Background: The P450 arachidonic acid metabolite, 20-HETE, is potently vasoactive and structurally related to known TRPV1 agonists.
Results: 20-HETE activates native murine and heterologously expressed human TRPV1, and sensitizes both wild-type and the hTRPV1 S502A mutant to stimulation by capsaicin and acidic pH.
Conclusion: 20-HETE is a novel potential endogenous activator of TRPV1.
Significance: The biological activity of 20-HETE may be partly mediated by its action on TRPV1.
TRPV1 is a member of the transient receptor potential ion channel family and is gated by capsaicin, the pungent component of chili pepper.
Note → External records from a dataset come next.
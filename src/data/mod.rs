//! Data layer module
//!
//! Handles primary-store persistence:
//! - SQLite database operations
//! - Entity models shared with the replica and snapshot layers

mod database;
mod models;

pub use database::Database;
pub use models::*;
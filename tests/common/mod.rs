//! Common test utilities for E2E tests

#![allow(dead_code)]

use ctrack::{AppState, config};
use serde_json::{Value, json};
use tempfile::TempDir;
use tokio::net::TcpListener;

pub const TEST_PASSWORD: &str = "correct horse";

/// Test server instance
pub struct TestServer {
    pub addr: String,
    pub state: AppState,
    pub _temp_dir: TempDir,
    pub client: reqwest::Client,
}

pub fn test_config(db_path: std::path::PathBuf, replica_url: Option<String>) -> config::AppConfig {
    config::AppConfig {
        server: config::ServerConfig {
            host: "127.0.0.1".to_string(),
            port: 0, // Let OS assign port
        },
        database: config::DatabaseConfig { path: db_path },
        replica: config::ReplicaConfig {
            url: replica_url,
            timeout_seconds: 2,
            retry_attempts: 0,
            ..config::ReplicaConfig::default()
        },
        auth: config::AuthConfig {
            session_secret: "test-secret-key-32-bytes-long!!!".to_string(),
            session_max_age: 604800,
        },
        app: config::FeedConfig {
            posts_per_page: 3,
            recent_posts: 3,
        },
        logging: config::LoggingConfig {
            level: "info".to_string(),
            format: "pretty".to_string(),
        },
    }
}

impl TestServer {
    /// Server without a secondary store
    pub async fn new() -> Self {
        Self::with_replica(None).await
    }

    /// Server replicating to `replica_url`, if given
    pub async fn with_replica(replica_url: Option<String>) -> Self {
        let temp_dir = TempDir::new().unwrap();
        let db_path = temp_dir.path().join("test.db");
        let config = test_config(db_path, replica_url);

        let state = AppState::new(config).await.unwrap();

        let client = reqwest::Client::builder()
            .timeout(std::time::Duration::from_secs(10))
            .build()
            .unwrap();

        // Bind to random port
        let listener = TcpListener::bind("127.0.0.1:0").await.unwrap();
        let addr = listener.local_addr().unwrap();
        let app = ctrack::build_router(state.clone());

        tokio::spawn(async move {
            axum::serve(listener, app).await.unwrap();
        });

        Self {
            addr: format!("http://{}", addr),
            state,
            _temp_dir: temp_dir,
            client,
        }
    }

    /// Directory that lives as long as the server; handy for replica files
    pub fn temp_path(&self) -> &std::path::Path {
        self._temp_dir.path()
    }

    /// Get base URL for API requests
    pub fn url(&self, path: &str) -> String {
        format!("{}{}", self.addr, path)
    }

    /// Register `username` with [`TEST_PASSWORD`]; returns the response body.
    pub async fn register(&self, username: &str) -> Value {
        let response = self
            .client
            .post(self.url("/auth/register"))
            .json(&json!({
                "username": username,
                "email": format!("{username}@example.com"),
                "password": TEST_PASSWORD,
            }))
            .send()
            .await
            .unwrap();
        assert_eq!(response.status(), 201, "register {username}");
        response.json().await.unwrap()
    }

    /// Log in and return the session token.
    pub async fn login(&self, username: &str) -> String {
        let response = self
            .client
            .post(self.url("/auth/login"))
            .json(&json!({ "login": username, "password": TEST_PASSWORD }))
            .send()
            .await
            .unwrap();
        assert_eq!(response.status(), 200, "login {username}");
        let body: Value = response.json().await.unwrap();
        body["token"].as_str().unwrap().to_string()
    }

    pub async fn register_and_login(&self, username: &str) -> String {
        self.register(username).await;
        self.login(username).await
    }

    pub async fn get(&self, token: &str, path: &str) -> reqwest::Response {
        self.client
            .get(self.url(path))
            .bearer_auth(token)
            .send()
            .await
            .unwrap()
    }

    pub async fn post(&self, token: &str, path: &str, body: Value) -> reqwest::Response {
        self.client
            .post(self.url(path))
            .bearer_auth(token)
            .json(&body)
            .send()
            .await
            .unwrap()
    }

    /// Create a post and return its id.
    pub async fn create_post(&self, token: &str, body: &str) -> i64 {
        let response = self.post(token, "/index", json!({ "body": body })).await;
        assert_eq!(response.status(), 201);
        let post: Value = response.json().await.unwrap();
        post["id"].as_i64().unwrap()
    }
}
It is expressed predominantly in small diameter peripheral nerve fibers and is activated by noxious temperatures >42 °C. 20-Hydroxyeicosatetraenoic acid (20-HETE) is a cytochrome P-450 4A/4F-derived metabolite of the membrane phospholipid arachidonic acid. It is a powerful vasoconstrictor and has structural similarities with other TRPV1 agonists, e.g. the hydroperoxyeicosatetraenoic acid 12-HPETE, and we hypothesized that it may be an endogenous ligand for TRPV1 in sensory neurons innervating the vasculature. Here, we demonstrate that 20-HETE both activates and sensitizes mouse and human TRPV1, in a kinase-dependent manner, involving the residue Ser502 in heterologously expressed hTRPV1, at physiologically relevant concentrations.